Esta es una adaptación libre de una diatriba al aire: ¿Sabe qué es lo malo, señora Dávila? Que me parece que usted está muy sobradora. Me parece que está en una pésima actitud. Y que esa no puede ser su actitud porque, resulta, que usted es un personaje público y, a usted, le pagan para que la escuchen montones de colombianos. Usted no puede salir con esa payasada que está saliéndonos allá, en LA F.m.
El párrafo original dice textualmente: “¿Sabe qué es lo malo, doctor Lenis? Que me parece que usted está muy sobrador. Me parece que está en una pésima actitud. Y que esa no puede ser su actitud porque, resulta, que usted es un funcionario público y, a usted, le pagan con los dineros de todos los colombianos. Usted no puede salir con esa payasada que está saliéndome aquí en LA F.m.”. Y salió, como una ráfaga de los micrófonos de LA F.m., cuando Vicky Dávila, su directora, puso contra la pared a Gustavo Alberto Lenis, director de la Aerocivil. En una entrevista penosa desde la primera pregunta, por aquello de que importan menos las ofensas que el tonito. Y el de Vicky Dávila, ese día, era de pellizco. (La expresión es de mi mamá).
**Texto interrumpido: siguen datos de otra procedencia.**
//! The [`Tool`] trait and its object-safe counterpart [`DynTool`].

use std::sync::Arc;

use async_trait::async_trait;
use serde::Serialize;
use serde::de::DeserializeOwned;
use serde_json::Value;

use crate::error::ToolError;
use crate::schema::object_schema;

use super::result::{ToolContext, ToolResult};
use super::{ToolDefinition, ToolParameter};

/// The core trait for all tools that agents can use.
#[async_trait]
pub trait Tool: Send + Sync {
    /// Static name of the tool.
    const NAME: &'static str;

    /// Arguments type for the tool.
    type Args: DeserializeOwned + Send;

    /// Output type of the tool.
    type Output: Serialize + Send;

    /// Error type for tool execution.
    type Error: Into<ToolError> + Send;

    /// Get the name of the tool.
    fn name(&self) -> &'static str {
        Self::NAME
    }

    /// Get the description of the tool.
    fn description(&self) -> String;

    /// Parameters the tool accepts.
    fn parameters(&self) -> Vec<ToolParameter> {
        Vec::new()
    }

    /// Get the JSON schema for the tool's parameters.
    fn parameters_schema(&self) -> Value {
        object_schema(&self.parameters())
    }

    /// Execute the tool with the given arguments.
    async fn call(&self, args: Self::Args, ctx: &ToolContext) -> Result<Self::Output, Self::Error>;

    /// Get the tool definition for function calling.
    fn definition(&self) -> ToolDefinition {
        ToolDefinition::new(self.name(), self.description(), self.parameters_schema())
    }

    /// Call the tool with JSON arguments.
    async fn call_json(&self, args: Value, ctx: &ToolContext) -> Result<ToolResult, ToolError>
    where
        Self::Output: 'static,
    {
        // Handle both string and object arguments
        let typed_args: Self::Args = match &args {
            Value::String(s) => {
                serde_json::from_str(s).map_err(|e| ToolError::InvalidArguments(e.to_string()))?
            }
            Value::Null => serde_json::from_value(Value::Object(serde_json::Map::new()))
                .map_err(|e| ToolError::InvalidArguments(e.to_string()))?,
            _ => serde_json::from_value(args)
                .map_err(|e| ToolError::InvalidArguments(e.to_string()))?,
        };

        let output = self.call(typed_args, ctx).await.map_err(Into::into)?;
        match serde_json::to_value(output).map_err(|e| ToolError::Execution(e.to_string()))? {
            Value::String(text) => Ok(ToolResult::text(text)),
            value => Ok(ToolResult::json(value)),
        }
    }
}

/// A shared dynamic tool.
pub type SharedTool = Arc<dyn DynTool>;

/// Object-safe version of the Tool trait for dynamic dispatch.
#[async_trait]
pub trait DynTool: Send + Sync {
    /// Get the name of the tool.
    fn name(&self) -> &str;

    /// Get the description of the tool.
    fn description(&self) -> String;

    /// Get the tool definition.
    fn definition(&self) -> ToolDefinition;

    /// Call the tool with JSON arguments.
    async fn call_json(&self, args: Value, ctx: &ToolContext) -> Result<ToolResult, ToolError>;
}

#[async_trait]
impl<T: Tool + 'static> DynTool for T
where
    T::Output: 'static,
{
    fn name(&self) -> &str {
        Tool::name(self)
    }

    fn description(&self) -> String {
        Tool::description(self)
    }

    fn definition(&self) -> ToolDefinition {
        Tool::definition(self)
    }

    async fn call_json(&self, args: Value, ctx: &ToolContext) -> Result<ToolResult, ToolError> {
        Tool::call_json(self, args, ctx).await
    }
}

#[cfg(test)]
#[allow(clippy::unwrap_used)]
mod tests {
    use super::*;
    use serde::Deserialize;
    use serde_json::json;

    #[derive(Deserialize)]
    struct AddArgs {
        x: i64,
        y: i64,
    }

    struct Adder;

    #[async_trait]
    impl Tool for Adder {
        const NAME: &'static str = "add";
        type Args = AddArgs;
        type Output = i64;
        type Error = ToolError;

        fn description(&self) -> String {
            "Add x and y".into()
        }

        fn parameters(&self) -> Vec<ToolParameter> {
            vec![
                ToolParameter::integer("x", "First"),
                ToolParameter::integer("y", "Second"),
            ]
        }

        async fn call(&self, args: AddArgs, _ctx: &ToolContext) -> Result<i64, ToolError> {
            Ok(args.x + args.y)
        }
    }

    #[test]
    fn definition_uses_parameters() {
        let def = Tool::definition(&Adder);
        assert_eq!(def.name, "add");
        assert_eq!(def.parameters["required"], json!(["x", "y"]));
    }

    #[tokio::test]
    async fn call_json_accepts_object_and_string() {
        let ctx = ToolContext::default();
        let tool: SharedTool = Arc::new(Adder);

        let out = tool.call_json(json!({"x": 2, "y": 3}), &ctx).await.unwrap();
        assert_eq!(out, ToolResult::json(json!(5)));

        let out = tool.call_json(json!(r#"{"x": 1, "y": 1}"#), &ctx).await.unwrap();
        assert_eq!(out.to_text(), "2");
    }

    #[tokio::test]
    async fn invalid_arguments_error() {
        let err = Tool::call_json(&Adder, json!({"x": "nope"}), &ToolContext::default())
            .await
            .unwrap_err();
        assert!(matches!(err, ToolError::InvalidArguments(_)));
    }
}
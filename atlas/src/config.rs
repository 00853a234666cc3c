//! Atlas configuration.
//!
//! Settings are layered:
//! 1. Default values
//! 2. A TOML file (`atlas.toml`)
//! 3. Environment variables
//!
//! ```toml
//! default_provider = "openai"
//! default_model = "gpt-4o"
//!
//! [agents]
//! max_steps = 8
//! temperature = 0.2
//!
//! [pipelines]
//! enabled = true
//! disabled = ["agent.stream.on_chunk"]
//!
//! [retry]
//! times = 3
//! delay_ms = 500
//! multiplier = 2.0
//! jitter = true
//! ```

use std::fmt;
use std::path::Path;

use serde::{Deserialize, Serialize};
use tracing::{debug, info};

use crate::error::Result;
use crate::retry::RetryConfig;

/// Environment variable overriding [`AtlasConfig::default_provider`].
pub const ENV_DEFAULT_PROVIDER: &str = "ATLAS_DEFAULT_PROVIDER";
/// Environment variable overriding [`AtlasConfig::default_model`].
pub const ENV_DEFAULT_MODEL: &str = "ATLAS_DEFAULT_MODEL";

/// Top-level configuration.
#[derive(Debug, Clone, Default, Serialize, Deserialize)]
#[serde(default)]
pub struct AtlasConfig {
    /// Provider used when an agent or request names none.
    pub default_provider: Option<String>,
    /// Model used when an agent or request names none.
    pub default_model: Option<String>,
    /// Embedding model used when an embeddings request names none.
    pub default_embedding_model: Option<String>,
    /// Agent defaults.
    pub agents: AgentDefaults,
    /// Pipeline switches.
    pub pipelines: PipelineConfig,
    /// Client retry applied to every provider call unless overridden.
    #[serde(skip_serializing_if = "Option::is_none")]
    pub retry: Option<RetryConfig>,
}

/// Defaults applied to agents that leave a setting unset.
#[derive(Debug, Clone, Serialize, Deserialize)]
#[serde(default)]
pub struct AgentDefaults {
    /// Maximum provider turns per execution.
    pub max_steps: u32,
    /// Sampling temperature.
    pub temperature: Option<f32>,
    /// Maximum tokens per response.
    pub max_tokens: Option<u32>,
}

impl Default for AgentDefaults {
    fn default() -> Self {
        Self {
            max_steps: 10,
            temperature: None,
            max_tokens: None,
        }
    }
}

/// Pipeline switches.
#[derive(Debug, Clone, Serialize, Deserialize)]
#[serde(default)]
pub struct PipelineConfig {
    /// When false every built-in pipeline starts inactive.
    pub enabled: bool,
    /// Pipelines that start inactive.
    pub disabled: Vec<String>,
}

impl Default for PipelineConfig {
    fn default() -> Self {
        Self {
            enabled: true,
            disabled: Vec::new(),
        }
    }
}

impl PipelineConfig {
    /// Whether `name` should start active.
    #[must_use]
    pub fn is_enabled(&self, name: &str) -> bool {
        self.enabled && !self.disabled.iter().any(|d| d == name)
    }
}

impl AtlasConfig {
    /// Parse a TOML document.
    ///
    /// # Errors
    ///
    /// Returns a configuration error if the document is invalid.
    pub fn from_toml_str(content: &str) -> Result<Self> {
        Ok(toml::from_str(content)?)
    }

    /// Load from `path`. A missing file yields the defaults.
    ///
    /// # Errors
    ///
    /// Returns an I/O error if the file exists but cannot be read, or a
    /// configuration error if it does not parse.
    pub fn load_from(path: impl AsRef<Path>) -> Result<Self> {
        let path = path.as_ref();
        if !path.exists() {
            info!(path = %path.display(), "config file not found, using defaults");
            return Ok(Self::default());
        }

        let content = std::fs::read_to_string(path)?;
        let config = Self::from_toml_str(&content)?;
        debug!(path = %path.display(), "loaded config file");
        Ok(config)
    }

    /// Merge environment variables into the configuration.
    #[must_use]
    pub fn with_env(mut self) -> Self {
        if let Ok(provider) = std::env::var(ENV_DEFAULT_PROVIDER)
            && !provider.is_empty()
        {
            self.default_provider = Some(provider);
        }

        if let Ok(model) = std::env::var(ENV_DEFAULT_MODEL)
            && !model.is_empty()
        {
            self.default_model = Some(model);
        }

        self
    }

    /// Set the default provider.
    #[must_use]
    pub fn with_default_provider(mut self, provider: impl Into<String>) -> Self {
        self.default_provider = Some(provider.into());
        self
    }

    /// Set the default model.
    #[must_use]
    pub fn with_default_model(mut self, model: impl Into<String>) -> Self {
        self.default_model = Some(model.into());
        self
    }

    /// Validate the configuration and return any issues found.
    #[must_use]
    pub fn validate(&self) -> Vec<ConfigIssue> {
        let mut issues = Vec::new();

        if self.default_provider.is_none() {
            issues.push(ConfigIssue::warning(
                "default_provider",
                "No default provider set. Agents must name a provider. Set ATLAS_DEFAULT_PROVIDER.",
            ));
        }

        if self.agents.max_steps == 0 {
            issues.push(ConfigIssue::error(
                "agents.max_steps",
                "Max steps must be at least 1",
            ));
        }

        if let Some(temperature) = self.agents.temperature
            && !(0.0..=2.0).contains(&temperature)
        {
            issues.push(ConfigIssue::error(
                "agents.temperature",
                "Temperature must be between 0.0 and 2.0",
            ));
        }

        if let Some(retry) = &self.retry {
            if retry.times == 0 {
                issues.push(ConfigIssue::error(
                    "retry.times",
                    "Retry times must be at least 1",
                ));
            }
            if retry.multiplier < 1.0 {
                issues.push(ConfigIssue::warning(
                    "retry.multiplier",
                    "Multipliers below 1.0 are treated as 1.0",
                ));
            }
        }

        if !self.pipelines.enabled && !self.pipelines.disabled.is_empty() {
            issues.push(ConfigIssue::warning(
                "pipelines.disabled",
                "Pipelines are globally disabled; the disabled list has no effect",
            ));
        }

        issues
    }

    /// Check if the configuration is valid (no errors).
    #[must_use]
    pub fn is_valid(&self) -> bool {
        self.validate()
            .iter()
            .all(|issue| issue.level != IssueLevel::Error)
    }
}

/// A configuration validation issue.
#[derive(Debug, Clone)]
pub struct ConfigIssue {
    /// Issue severity level.
    pub level: IssueLevel,
    /// Configuration path (e.g., `agents.max_steps`).
    pub path: String,
    /// Human-readable message.
    pub message: String,
}

impl ConfigIssue {
    /// Create an error-level issue.
    #[must_use]
    pub fn error(path: impl Into<String>, message: impl Into<String>) -> Self {
        Self {
            level: IssueLevel::Error,
            path: path.into(),
            message: message.into(),
        }
    }

    /// Create a warning-level issue.
    #[must_use]
    pub fn warning(path: impl Into<String>, message: impl Into<String>) -> Self {
        Self {
            level: IssueLevel::Warning,
            path: path.into(),
            message: message.into(),
        }
    }
}

impl fmt::Display for ConfigIssue {
    fn fmt(&self, f: &mut fmt::Formatter<'_>) -> fmt::Result {
        let prefix = match self.level {
            IssueLevel::Error => "ERROR",
            IssueLevel::Warning => "WARN",
        };
        write!(f, "[{}] {}: {}", prefix, self.path, self.message)
    }
}

/// Severity level for configuration issues.
#[derive(Debug, Clone, Copy, PartialEq, Eq)]
pub enum IssueLevel {
    /// Error that prevents Atlas from running correctly.
    Error,
    /// Warning about potential issues.
    Warning,
}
El jueves pasado, con razón, estaban furiosos los pasajeros madrugadores que de Bogotá se dirigían a Manizales y tuvieron que aterrizar en Pereira por cuenta de la irresponsabilidad de un controlador aéreo del aeropuerto La Nubia. La entrevista con un funcionario de Aerocivil —talvez su director no era el adecuado para hablar de un acto aislado de indisciplina laboral— estaba servida para el día después. El caso es que, por la razón que fuera, Lenis fue quien pasó al teléfono, a balbucear casi igual a como lo hubiéramos hecho usted y yo que del tema no sabemos nada. “No tengo ni idea, yo soy nuevo aquí”. Se le abona, sí, que rechazó el incidente, que prefirió dejar en evidencia su bisoñada antes que calmar los ánimos a punta de mentiras y que intentó explicar varias veces que el avión no había corrido ningún peligro. Tarde. La ira santa en la cabina ya tenía fuerza de mortero.
“Esa sí es una respuesta muy absurda, doctor Lenis, cómo nos va a decir que no sabe. Usted es el director de la Aeronáutica. A quién le preguntamos… ¿A mi mamá?”. “Pues sí, si quiere pregúntele a su mamá, me parece bien”. Esclarecedor para los oyentes este diálogo, ¿no? Con una advertencia: la responsabilidad de que el mismo se saliera de madre no era del director de la Aeronáutica. Él reaccionó con brío a los banderillazos de la conductora: “Pues queda muy claro qué clase de persona y qué clase de funcionario es usted, aquí”. La única salida que le dejó Vicky a Lenis fue el grito vagabundo que pegó: “A mí me respeta. ¡Abusiva!” Lamentable radionovela.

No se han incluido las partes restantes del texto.